MIPIM 2019: Amazon and Apple be warned: Oslo doesn’t need you or want you, according to the chief executive of the Oslo Metropolitan Area, Erling Fossen.
In fact, he thinks big companies such as these are actually “ruining cities”.
Speaking at EG’s MIPIM panel session “The Power of Big Brands in Big Cities”, Fossen described Apple’s new headquarters on the outskirts of Cupertino, California, as “a combination of a spaceship and a doughnut” that was “sapping the energy” out of the city.
“Why do you need a large headquarters like that?” he asked.
“If you look at what happened in New York, the big brands have too much power,” he said, referring to the debacle over Amazon’s former $2.5bn plans to establish its second headquarters in Long Island City, Queens.
“Large companies tend to destroy cities.

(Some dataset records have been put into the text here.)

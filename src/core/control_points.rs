//! Validierte Kontrollpunkt-Sequenz einer Bézier-Kurve beliebigen Grades.

use super::{KernelError, KernelResult, MAX_CONTROL_POINTS, MIN_CONTROL_POINTS};
use crate::geometry::bezier;
use glam::Vec3;

/// Geordnete Kontrollpunkte, Länge immer in `2..=10` (Grad = Länge − 1).
///
/// Wird von der externen Editier-Schicht besessen und verändert; der Kern
/// behandelt sie pro Aufruf als unveränderliche Eingabe.
#[derive(Debug, Clone, PartialEq)]
pub struct ControlPoints {
    points: Vec<Vec3>,
}

impl ControlPoints {
    /// Übernimmt die Punkte, wenn ihre Anzahl in `2..=10` liegt.
    pub fn new(points: Vec<Vec3>) -> KernelResult<Self> {
        if !(MIN_CONTROL_POINTS..=MAX_CONTROL_POINTS).contains(&points.len()) {
            return Err(KernelError::InvalidControlPoints {
                count: points.len(),
            });
        }
        Ok(Self { points })
    }

    /// Wie [`ControlPoints::new`], aus einem Slice.
    pub fn from_slice(points: &[Vec3]) -> KernelResult<Self> {
        Self::new(points.to_vec())
    }

    /// Gleichmäßig verteilte Punkte auf der Strecke `start → end`.
    ///
    /// `count` wird auf `2..=10` geklemmt.
    pub fn line(start: Vec3, end: Vec3, count: usize) -> Self {
        let count = clamp_count(count);
        let last = (count - 1) as f32;
        let points = (0..count)
            .map(|i| start.lerp(end, i as f32 / last))
            .collect();
        Self { points }
    }

    /// Liefert eine neue Sequenz mit `count` Punkten (geklemmt auf `2..=10`).
    ///
    /// Die neuen Punkte werden gleichmäßig im Parameter auf der aktuellen Kurve
    /// abgegriffen; Start- und Endpunkt bleiben exakt erhalten.
    pub fn resized(&self, count: usize) -> Self {
        let count = clamp_count(count);
        if count == self.points.len() {
            return self.clone();
        }
        let last = (count - 1) as f32;
        let mut points: Vec<Vec3> = (0..count)
            .map(|i| bezier::position(&self.points, i as f32 / last))
            .collect();
        // Endpunkte exakt übernehmen (keine Rundungsdrift)
        points[0] = self.points[0];
        points[count - 1] = self.points[self.points.len() - 1];
        Self { points }
    }

    /// Verschiebt Punkt `index`. Gibt `false` zurück, wenn der Index ungültig ist.
    pub fn set(&mut self, index: usize, position: Vec3) -> bool {
        match self.points.get_mut(index) {
            Some(p) => {
                *p = position;
                true
            }
            None => false,
        }
    }

    /// Fügt einen Punkt vor `index` ein (Index wird auf `len` geklemmt).
    ///
    /// Schlägt fehl, wenn bereits die Maximalanzahl erreicht ist.
    pub fn insert(&mut self, index: usize, position: Vec3) -> KernelResult<()> {
        if self.points.len() >= MAX_CONTROL_POINTS {
            return Err(KernelError::InvalidControlPoints {
                count: self.points.len() + 1,
            });
        }
        let index = index.min(self.points.len());
        self.points.insert(index, position);
        Ok(())
    }

    /// Entfernt Punkt `index`.
    ///
    /// - `Err` wenn danach weniger als 2 Punkte übrig wären
    /// - `Ok(None)` bei ungültigem Index
    pub fn remove(&mut self, index: usize) -> KernelResult<Option<Vec3>> {
        if self.points.len() <= MIN_CONTROL_POINTS {
            return Err(KernelError::InvalidControlPoints {
                count: self.points.len() - 1,
            });
        }
        if index >= self.points.len() {
            return Ok(None);
        }
        Ok(Some(self.points.remove(index)))
    }

    /// Anzahl der Kontrollpunkte.
    #[allow(clippy::len_without_is_empty)]
    pub fn len(&self) -> usize {
        self.points.len()
    }

    /// Grad der Kurve (`len − 1`).
    pub fn degree(&self) -> usize {
        self.points.len() - 1
    }

    /// Startpunkt der Kurve.
    pub fn first(&self) -> Vec3 {
        self.points[0]
    }

    /// Endpunkt der Kurve.
    pub fn last(&self) -> Vec3 {
        self.points[self.points.len() - 1]
    }

    /// Rohdaten als Slice.
    pub fn as_slice(&self) -> &[Vec3] {
        &self.points
    }

    /// Kurvenposition bei Parameter `t`.
    pub fn position(&self, t: f32) -> Vec3 {
        bezier::position(&self.points, t)
    }

    /// Erste Ableitung bei Parameter `t`.
    pub fn tangent(&self, t: f32) -> Vec3 {
        bezier::tangent(&self.points, t)
    }

    /// Seitliche Einheitsnormale bei Parameter `t`.
    pub fn normal(&self, t: f32) -> Vec3 {
        bezier::normal(&self.points, t)
    }
}

impl AsRef<[Vec3]> for ControlPoints {
    fn as_ref(&self) -> &[Vec3] {
        &self.points
    }
}

impl TryFrom<Vec<Vec3>> for ControlPoints {
    type Error = KernelError;

    fn try_from(points: Vec<Vec3>) -> KernelResult<Self> {
        Self::new(points)
    }
}

/// Klemmt eine angeforderte Punktanzahl auf `2..=10` und protokolliert Korrekturen.
fn clamp_count(count: usize) -> usize {
    let clamped = count.clamp(MIN_CONTROL_POINTS, MAX_CONTROL_POINTS);
    if clamped != count {
        log::warn!(
            "Kontrollpunkt-Anzahl {} auf {} geklemmt",
            count,
            clamped
        );
    }
    clamped
}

They must express their power through large buildings that are not suitable for the city.”
The city as a brand
Fossen pointed out that Oslo itself was the brand, adding that, while the city is not good at attracting talent, “we are good at growing and keeping talented people”.

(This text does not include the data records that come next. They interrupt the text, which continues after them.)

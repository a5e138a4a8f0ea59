//! Geteilte Konfiguration und Konstanten.
//!
//! Wird von `geometry`, `mesh` und `spline` gleichermaßen genutzt,
//! um Zirkel-Abhängigkeiten zwischen den Modulen zu vermeiden.

pub mod options;

pub use options::LaneOptions;
pub use options::{ARC_LENGTH_SAMPLES, LANE_WIDTH, TESSELLATION_RESOLUTION};
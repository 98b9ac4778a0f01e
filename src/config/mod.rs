//! Environment-driven configuration.
//!
//! Values come from the process environment, with a `.env` file loaded by
//! `main` through `dotenvy`. API credentials are optional at startup: a
//! missing key only disables the upstream that needs it, and requests to
//! that upstream fail with a 500 before any outbound call is made.

use std::time::Duration;

use anyhow::{Context, Result, bail};
use tracing::warn;

use crate::sampler::{DEFAULT_ATTEMPT_TIMEOUT, DEFAULT_RETRY_BUDGET, RetryBudget};

pub const DEFAULT_BIND_ADDR: &str = "0.0.0.0:3000";
pub const DEFAULT_HTTP_TIMEOUT: Duration = Duration::from_secs(10);

pub const GIANTBOMB_BASE_URL: &str = "https://www.giantbomb.com/api";
pub const RAWG_BASE_URL: &str = "https://rawg-video-games-database.p.rapidapi.com";

/// Credentials for the directly accessed upstream
#[derive(Debug, Clone)]
pub struct GiantBombConfig {
    pub api_key: Option<String>,
    pub base_url: String,
}

/// Credentials for the gateway-routed upstream
#[derive(Debug, Clone)]
pub struct RawgConfig {
    pub api_key: Option<String>,
    /// Gateway host identifier sent alongside the key
    pub api_host: Option<String>,
    pub base_url: String,
}

#[derive(Debug, Clone)]
pub struct Config {
    pub bind_addr: String,
    pub retry_budget: RetryBudget,
    pub attempt_timeout: Duration,
    pub http_timeout: Duration,
    pub giantbomb: GiantBombConfig,
    pub rawg: RawgConfig,
}

impl Config {
    pub fn from_env() -> Result<Self> {
        Self::from_lookup(|key| std::env::var(key).ok())
    }

    /// Builds the configuration from any key lookup. Blank values count as unset.
    pub fn from_lookup<F>(lookup: F) -> Result<Self>
    where
        F: Fn(&str) -> Option<String>,
    {
        let get = |key: &str| lookup(key).filter(|value| !value.trim().is_empty());

        let retry_budget = match get("RETRY_BUDGET") {
            Some(raw) => RetryBudget::new(
                raw.parse()
                    .with_context(|| format!("RETRY_BUDGET must be a positive integer, got {raw}"))?,
            ),
            None => RetryBudget::new(DEFAULT_RETRY_BUDGET),
        };

        let attempt_timeout = parse_secs(get("ATTEMPT_TIMEOUT_SECS"), "ATTEMPT_TIMEOUT_SECS")?
            .unwrap_or(DEFAULT_ATTEMPT_TIMEOUT);
        if attempt_timeout.is_zero() {
            bail!("ATTEMPT_TIMEOUT_SECS must be at least 1 second");
        }
        let http_timeout =
            parse_secs(get("HTTP_TIMEOUT_SECS"), "HTTP_TIMEOUT_SECS")?.unwrap_or(DEFAULT_HTTP_TIMEOUT);

        let config = Self {
            bind_addr: get("BIND_ADDR").unwrap_or_else(|| DEFAULT_BIND_ADDR.to_string()),
            retry_budget,
            attempt_timeout,
            http_timeout,
            giantbomb: GiantBombConfig {
                api_key: get("GIANTBOMB_API_KEY"),
                base_url: get("GIANTBOMB_BASE_URL")
                    .unwrap_or_else(|| GIANTBOMB_BASE_URL.to_string()),
            },
            rawg: RawgConfig {
                api_key: get("RAWG_API_KEY"),
                api_host: get("RAWG_API_HOST"),
                base_url: get("RAWG_BASE_URL").unwrap_or_else(|| RAWG_BASE_URL.to_string()),
            },
        };

        if config.giantbomb.api_key.is_none() {
            warn!("GIANTBOMB_API_KEY not set - /api/giantbomb will answer with errors");
        }
        if config.rawg.api_key.is_none() || config.rawg.api_host.is_none() {
            warn!("RAWG_API_KEY or RAWG_API_HOST not set - /api/rawg will answer with errors");
        }

        Ok(config)
    }
}

fn parse_secs(raw: Option<String>, key: &str) -> Result<Option<Duration>> {
    raw.map(|raw| {
        raw.parse::<u64>()
            .map(Duration::from_secs)
            .with_context(|| format!("{key} must be a number of seconds, got {raw}"))
    })
    .transpose()
}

“Our aim is to grow an ecosystem of start-ups and nurture them, instead of attracting a new Amazon or a new Apple,” he added.

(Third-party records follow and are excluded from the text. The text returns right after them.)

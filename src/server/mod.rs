//! HTTP façade: one route per upstream, dispatching on the `resource` parameter

use std::collections::HashMap;
use std::sync::Arc;

use anyhow::Result;
use axum::{
    Json, Router,
    extract::{Query, State},
    http::{HeaderValue, StatusCode, header},
    response::{IntoResponse, Response},
    routing::get,
};
use serde_json::json;
use tracing::info;

use crate::error::{ErrorBody, ProxyError, ProxyResult};
use crate::game_finder::GameFinder;
use crate::models::{FilterSpec, SampleOutcome};

/// Catalog data changes rarely; let shared caches keep it and refresh in the background
pub const CATALOG_CACHE_CONTROL: &str =
    "public, max-age=0, s-maxage=86400, stale-while-revalidate=604800";
/// Random picks must never be served from a cache
pub const NO_STORE: &str = "no-store, max-age=0";

#[derive(Debug, Clone, Copy, PartialEq, Eq)]
pub enum UpstreamKind {
    GiantBomb,
    Rawg,
}

/// A configured upstream, or the name of the setting it is missing
#[derive(Clone)]
pub enum UpstreamSlot {
    Ready(Arc<GameFinder>),
    Unconfigured(&'static str),
}

impl UpstreamSlot {
    pub fn from_result(result: ProxyResult<GameFinder>) -> Self {
        match result {
            Ok(finder) => Self::Ready(Arc::new(finder)),
            Err(ProxyError::ConfigMissing(key)) => Self::Unconfigured(key),
            Err(_) => Self::Unconfigured("upstream client"),
        }
    }

    fn finder(&self) -> ProxyResult<&GameFinder> {
        match self {
            Self::Ready(finder) => Ok(finder.as_ref()),
            Self::Unconfigured(key) => Err(ProxyError::ConfigMissing(*key)),
        }
    }
}

#[derive(Clone)]
pub struct AppState {
    pub giantbomb: UpstreamSlot,
    pub rawg: UpstreamSlot,
}

#[derive(Debug, Clone, Copy, PartialEq, Eq)]
pub enum Resource {
    Filters,
    Game,
    Genres,
    Platforms,
    RandomGame,
}

impl Resource {
    /// Resources each upstream endpoint accepts
    pub fn parse(upstream: UpstreamKind, raw: Option<&str>) -> ProxyResult<Self> {
        let raw = raw.map(str::trim).unwrap_or_default();
        let resource = match (upstream, raw) {
            (UpstreamKind::GiantBomb, "filters") => Self::Filters,
            (UpstreamKind::GiantBomb, "game") => Self::Game,
            (UpstreamKind::Rawg, "genres") => Self::Genres,
            (UpstreamKind::Rawg, "platforms") => Self::Platforms,
            (UpstreamKind::Rawg, "random-game") => Self::RandomGame,
            _ => return Err(ProxyError::InvalidResource(raw.to_string())),
        };
        Ok(resource)
    }

    pub fn cache_control(self) -> &'static str {
        match self {
            Self::Filters | Self::Genres | Self::Platforms => CATALOG_CACHE_CONTROL,
            Self::Game | Self::RandomGame => NO_STORE,
        }
    }
}

fn outcome_response(outcome: SampleOutcome) -> Response {
    match outcome {
        SampleOutcome::Found(detail) => Json(detail).into_response(),
        SampleOutcome::NotFound => (
            StatusCode::NOT_FOUND,
            Json(ErrorBody::new("No games match the selected filters")),
        )
            .into_response(),
        SampleOutcome::ExhaustedRetries { attempts } => (
            StatusCode::NOT_FOUND,
            Json(ErrorBody::new(format!(
                "Could not find a valid game after {attempts} attempts"
            ))),
        )
            .into_response(),
    }
}

async fn dispatch(
    resource: Resource,
    slot: &UpstreamSlot,
    params: &HashMap<String, String>,
) -> ProxyResult<Response> {
    let finder = slot.finder()?;

    let response = match resource {
        Resource::Filters => Json(finder.filters().await?).into_response(),
        Resource::Genres => Json(finder.genres()).into_response(),
        Resource::Platforms => Json(finder.platforms().await?).into_response(),
        Resource::Game | Resource::RandomGame => {
            let filters = FilterSpec::from_params(params);
            outcome_response(finder.random_game(&filters).await?)
        }
    };
    Ok(response)
}

async fn serve(
    upstream: UpstreamKind,
    slot: &UpstreamSlot,
    params: HashMap<String, String>,
) -> Response {
    let raw_resource = params.get("resource").map(String::as_str);
    info!("{:?} request for resource {:?}", upstream, raw_resource);

    let (mut response, cache_control) = match Resource::parse(upstream, raw_resource) {
        Ok(resource) => {
            let response = dispatch(resource, slot, &params)
                .await
                .unwrap_or_else(|e| e.into_response());
            // failures are never cached, whatever the resource
            let cache_control = if response.status().is_success() {
                resource.cache_control()
            } else {
                NO_STORE
            };
            (response, cache_control)
        }
        Err(e) => (e.into_response(), NO_STORE),
    };

    response
        .headers_mut()
        .insert(header::CACHE_CONTROL, HeaderValue::from_static(cache_control));
    response
}

async fn giantbomb(
    State(state): State<AppState>,
    Query(params): Query<HashMap<String, String>>,
) -> Response {
    serve(UpstreamKind::GiantBomb, &state.giantbomb, params).await
}

async fn rawg(
    State(state): State<AppState>,
    Query(params): Query<HashMap<String, String>>,
) -> Response {
    serve(UpstreamKind::Rawg, &state.rawg, params).await
}

async fn health() -> impl IntoResponse {
    Json(json!({ "status": "ok" }))
}

pub fn make_app(state: AppState) -> Router {
    Router::new()
        .route("/health", get(health))
        .route("/api/giantbomb", get(giantbomb))
        .route("/api/rawg", get(rawg))
        .with_state(state)
}

pub async fn run_server(state: AppState, bind_addr: &str) -> Result<()> {
    let app = make_app(state);
    let listener = tokio::net::TcpListener::bind(bind_addr).await?;
    info!("Listening on {}", listener.local_addr()?);

    Ok(axum::serve(listener, app).await?)
}
//! Hand-picked filter options for each upstream. Ids are the upstream's own.

use super::CuratedFilters;
use crate::models::FilterOption;

const fn opt(id: u32, name: &'static str) -> FilterOption {
    FilterOption { id, name }
}

pub static GIANTBOMB_FILTERS: CuratedFilters = CuratedFilters {
    genres: &[
        opt(1, "Action"),
        opt(4, "Adventure"),
        opt(5, "Role-Playing"),
        opt(7, "Strategy"),
        opt(3, "Simulation"),
        opt(11, "Shooter"),
        opt(6, "Driving/Racing"),
        opt(9, "Sports"),
        opt(10, "Fighting"),
        opt(20, "Puzzle"),
        opt(2, "Platformer"),
        opt(24, "Music/Rhythm"),
        opt(35, "Action-Adventure"),
        opt(36, "MMORPG"),
        opt(43, "Brawler"),
        opt(44, "Real-Time Strategy"),
        opt(49, "Card Game"),
    ],
    concepts: &[
        opt(1022, "Open World"),
        opt(207, "Roguelike"),
        opt(3063, "Metroidvania"),
        opt(1161, "Cooperative Play"),
        opt(4173, "Split-Screen Multiplayer"),
        opt(2086, "Time Travel"),
        opt(1143, "Post-Apocalyptic"),
        opt(292, "Dungeon Crawler"),
        opt(1316, "Stealth"),
        opt(3326, "Cult Favorite"),
        opt(1037, "Zombies"),
        opt(3178, "Pixel Graphics"),
    ],
    primary_platform_ids: &[94, 176, 179, 157, 146, 145, 96, 123],
};

pub static RAWG_FILTERS: CuratedFilters = CuratedFilters {
    genres: &[
        opt(4, "Action"),
        opt(51, "Indie"),
        opt(3, "Adventure"),
        opt(5, "RPG"),
        opt(10, "Strategy"),
        opt(2, "Shooter"),
        opt(40, "Casual"),
        opt(14, "Simulation"),
        opt(7, "Puzzle"),
        opt(11, "Arcade"),
        opt(83, "Platformer"),
        opt(1, "Racing"),
        opt(59, "Massively Multiplayer"),
        opt(15, "Sports"),
        opt(6, "Fighting"),
        opt(19, "Family"),
        opt(28, "Board Games"),
        opt(34, "Educational"),
        opt(17, "Card"),
    ],
    concepts: &[
        opt(31, "Singleplayer"),
        opt(7, "Multiplayer"),
        opt(36, "Open World"),
        opt(18, "Co-op"),
        opt(118, "Story Rich"),
        opt(32, "Sci-fi"),
        opt(40, "Atmospheric"),
        opt(16, "Horror"),
        opt(64, "Fantasy"),
        opt(1, "Survival"),
    ],
    primary_platform_ids: &[4, 187, 186, 7, 18, 1, 3, 21],
};
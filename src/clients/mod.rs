//! HTTP clients for the upstream game catalogs

pub mod giantbomb;
pub mod rawg;

use std::time::Duration;

use reqwest::{Client, Response};
use serde::de::DeserializeOwned;

use crate::error::{ProxyError, ProxyResult};

pub use giantbomb::GiantBombClient;
pub use rawg::RawgClient;

const USER_AGENT: &str = concat!("game-roulette-proxy/", env!("CARGO_PKG_VERSION"));

/// Safety limit when walking a paginated platform listing
pub(crate) const MAX_PLATFORM_PAGES: u32 = 10;

/// Shared connection pool for all upstream calls
pub fn http_client(timeout: Duration) -> ProxyResult<Client> {
    Ok(Client::builder()
        .user_agent(USER_AGENT)
        .timeout(timeout)
        .build()?)
}

/// Reads a response body, mapping non-success statuses to transport errors
pub(crate) async fn read_json<T: DeserializeOwned>(response: Response) -> ProxyResult<T> {
    let status = response.status();
    let body = response.text().await.map_err(network)?;

    if !status.is_success() {
        return Err(ProxyError::UpstreamTransport {
            status: status.as_u16(),
            body,
        });
    }

    parse_body(&body)
}

/// Wraps a reqwest failure without its URL, which can carry a query-string key
pub(crate) fn network(error: reqwest::Error) -> ProxyError {
    ProxyError::Network(error.without_url())
}

pub(crate) fn parse_body<T: DeserializeOwned>(body: &str) -> ProxyResult<T> {
    serde_json::from_str(body).map_err(|e| ProxyError::UpstreamMalformed(e.to_string()))
}

/// Trims a display field, dropping it when nothing is left
pub(crate) fn non_empty(value: Option<String>) -> Option<String> {
    value
        .map(|v| v.trim().to_string())
        .filter(|v| !v.is_empty())
}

However, Richard Divall, EMEA head of cross-border capital markets at Colliers International, argued that cities needed these big brands, adding that it was “very important for cities to keep up with what millennials want”.
But Peter Riley, head of capital solutions at M&G Investments, agreed with Fossen that city brands were important, as did Franck Margain, chairman of Paris Region Enterprises.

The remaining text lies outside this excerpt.